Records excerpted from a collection

// Copyright (c) 2025 Kirky.X
//
// Licensed under the MIT License
// See LICENSE file in the project root for full license information.

use async_trait::async_trait;

/// Worker trait定义
///
/// 所有后台工作器都必须实现此trait
#[async_trait]
pub trait Worker: Send + Sync {
    /// 运行工作器，直到所在任务被取消
    async fn run(&self);

    /// 获取工作器名称
    fn name(&self) -> &str;
}
// Copyright (c) 2025 Kirky.X
//
// Licensed under the MIT License
// See LICENSE file in the project root for full license information.

/// 不区分大小写的子串匹配
///
/// 两侧都转为小写后比较，空白字符保持原样。空的 `needle` 不匹配任何文本。
pub fn contains(haystack: &str, needle: &str) -> bool {
    if needle.is_empty() {
        return false;
    }
    haystack.to_lowercase().contains(&needle.to_lowercase())
}
// Copyright (c) 2025 Kirky.X
//
// Licensed under the MIT License
// See LICENSE file in the project root for full license information.

/// 配置模块
///
/// 从默认值、可选配置文件和环境变量加载并校验设置
pub mod settings;
// Copyright 2025 Kirky.X
//
// Licensed under the Apache License, Version 2.0 (the "License");
// you may not use this file except in compliance with the License.
// You may obtain a copy of the License at
//
//     http://www.apache.org/licenses/LICENSE-2.0
//
// Unless required by applicable law or agreed to in writing, software
// distributed under the License is distributed on an "AS IS" BASIS,
// WITHOUT WARRANTIES OR CONDITIONS OF ANY KIND, either express or implied.
// See the License for the specific language governing permissions and
// limitations under the License.

use async_trait::async_trait;
use thiserror::Error;

/// 引擎错误类型
#[derive(Error, Debug)]
pub enum EngineError {
    /// 请求失败
    #[error("Request failed: {0}")]
    RequestFailed(#[from] reqwest::Error),
    /// 非2xx状态码
    #[error("Unexpected status code {0}")]
    UnexpectedStatus(u16),
    /// 超时
    #[error("Timeout")]
    Timeout,
}

/// 抓取响应
#[derive(Debug, Clone)]
pub struct FetchResponse {
    /// HTTP状态码
    pub status_code: u16,
    /// 响应体原始字节
    pub body: Vec<u8>,
    /// 内容类型
    pub content_type: Option<String>,
    /// 响应时间（毫秒）
    pub response_time_ms: u64,
}

/// 页面抓取特质
#[async_trait]
pub trait PageFetcher: Send + Sync {
    /// 抓取页面，只有2xx状态码视为成功
    async fn fetch(&self, url: &str) -> Result<FetchResponse, EngineError>;

    /// 引擎名称
    fn name(&self) -> &'static str;
}
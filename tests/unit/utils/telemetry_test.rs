// Copyright (c) 2025 Kirky.X
//
// Licensed under the MIT License
// See LICENSE file in the project root for full license information.

use pagewatch::utils::telemetry;

#[test]
fn test_telemetry_initialization_is_idempotent() {
    telemetry::init_telemetry();
    // 第二次调用不应 panic
    telemetry::init_telemetry();

    tracing::debug!("This is a debug message");
    tracing::info!(
        website = "https://shop.test",
        phrase = "in stock",
        "Structured cycle log"
    );

    let error_result: Result<(), &str> = Err("Test error");
    if let Err(e) = error_result {
        tracing::error!(error = e, "Operation failed");
    }
}
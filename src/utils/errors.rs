// Copyright (c) 2025 Kirky.X
//
// Licensed under the MIT License
// See LICENSE file in the project root for full license information.

use thiserror::Error;

/// 匹配流程错误类型
#[derive(Error, Debug)]
pub enum PipelineError {
    #[error("无效的页面URL: {0}")]
    InvalidBaseUrl(#[from] url::ParseError),
}

/// 通知发送错误类型
#[derive(Error, Debug)]
pub enum NotifyError {
    #[error("请求失败: {0}")]
    RequestFailed(#[from] reqwest::Error),

    #[error("Webhook返回状态码 {status}: {body}")]
    UnexpectedStatus { status: u16, body: String },

    #[error("邮件构建失败: {0}")]
    InvalidMessage(String),

    #[error("SMTP发送失败: {0}")]
    Smtp(#[from] lettre::transport::smtp::Error),
}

§ Problem details
Keep every word intact and transcribe the records in full.

§ Response area
// Copyright (c) 2025 Kirky.X
//
// Licensed under the MIT License
// See LICENSE file in the project root for full license information.

use async_trait::async_trait;

/// Worker trait定义
///
/// 所有后台工作器都必须实现此trait
#[async_trait]
pub trait Worker: Send + Sync {
    /// 运行工作器，直到所在任务被取消
    async fn run(&self);

    /// 获取工作器名称
    fn name(&self) -> &str;
}
// Copyright (c) 2025 Kirky.X
//
// Licensed under the MIT License
// See LICENSE file in the project root for full license information.

/// 不区分大小写的子串匹配
///
/// 两侧都转为小写后比较，空白字符保持原样。空的 `needle` 不匹配任何文本。
pub fn contains(haystack: &str, needle: &str) -> bool {
    if needle.is_empty() {
        return false;
    }
    haystack.to_lowercase().contains(&needle.to_lowercase())
}
// Copyright (c) 2025 Kirky.X
//
// Licensed under the MIT License
// See LICENSE file in the project root for full license information.

/// 配置模块
///
/// 从默认值、可选配置文件和环境变量加载并校验设置
pub mod settings;
// Copyright 2025 Kirky.X
//
// Licensed under the Apache License, Version 2.0 (the "License");
// you may not use this file except in compliance with the License.
// You may obtain a copy of the License at
//
//     http://www.apache.org/licenses/LICENSE-2.0
//
// Unless required by applicable law or agreed to in writing, software
// distributed under the License is distributed on an "AS IS" BASIS,
// WITHOUT WARRANTIES OR CONDITIONS OF ANY KIND, either express or implied.
// See the License for the specific language governing permissions and
// limitations under the License.

use async_trait::async_trait;
use thiserror::Error;

/// 引擎错误类型
#[derive(Error, Debug)]
pub enum EngineError {
    /// 请求失败
    #[error("Request failed: {0}")]
    RequestFailed(#[from] reqwest::Error),
    /// 非2xx状态码
    #[error("Unexpected status code {0}")]
    UnexpectedStatus(u16),
    /// 超时
    #[error("Timeout")]
    Timeout,
}

/// 抓取响应
#[derive(Debug, Clone)]
pub struct FetchResponse {
    /// HTTP状态码
    pub status_code: u16,
    /// 响应体原始字节
    pub body: Vec<u8>,
    /// 内容类型
    pub content_type: Option<String>,
    /// 响应时间（毫秒）
    pub response_time_ms: u64,
}

/// 页面抓取特质
#[async_trait]
pub trait PageFetcher: Send + Sync {
    /// 抓取页面，只有2xx状态码视为成功
    async fn fetch(&self, url: &str) -> Result<FetchResponse, EngineError>;

    /// 引擎名称
    fn name(&self) -> &'static str;
}
filename tests/unit/utils/telemetry_test.rs
// Copyright (c) 2025 Kirky.X
//
// Licensed under the MIT License
// See LICENSE file in the project root for full license information.

use pagewatch::utils::telemetry;

#[test]
fn test_telemetry_initialization_is_idempotent() {
    telemetry::init_telemetry();
    // 第二次调用不应 panic
    telemetry::init_telemetry();

    tracing::debug!("This is a debug message");
    tracing::info!(
        website = "https://shop.test",
        phrase = "in stock",
        "Structured cycle log"
    );

    let error_result: Result<(), &str> = Err("Test error");
    if let Err(e) = error_result {
        tracing::error!(error = e, "Operation failed");
    }
}
filename src/utils/errors.rs
// Copyright (c) 2025 Kirky.X
//
// Licensed under the MIT License
// See LICENSE file in the project root for full license information.

use thiserror::Error;

/// 匹配流程错误类型
#[derive(Error, Debug)]
pub enum PipelineError {
    #[error("无效的页面URL: {0}")]
    InvalidBaseUrl(#[from] url::ParseError),
}

/// 通知发送错误类型
#[derive(Error, Debug)]
pub enum NotifyError {
    #[error("请求失败: {0}")]
    RequestFailed(#[from] reqwest::Error),

    #[error("Webhook返回状态码 {status}: {body}")]
    UnexpectedStatus { status: u16, body: String },

    #[error("邮件构建失败: {0}")]
    InvalidMessage(String),

    #[error("SMTP发送失败: {0}")]
    Smtp(#[from] lettre::transport::smtp::Error),
}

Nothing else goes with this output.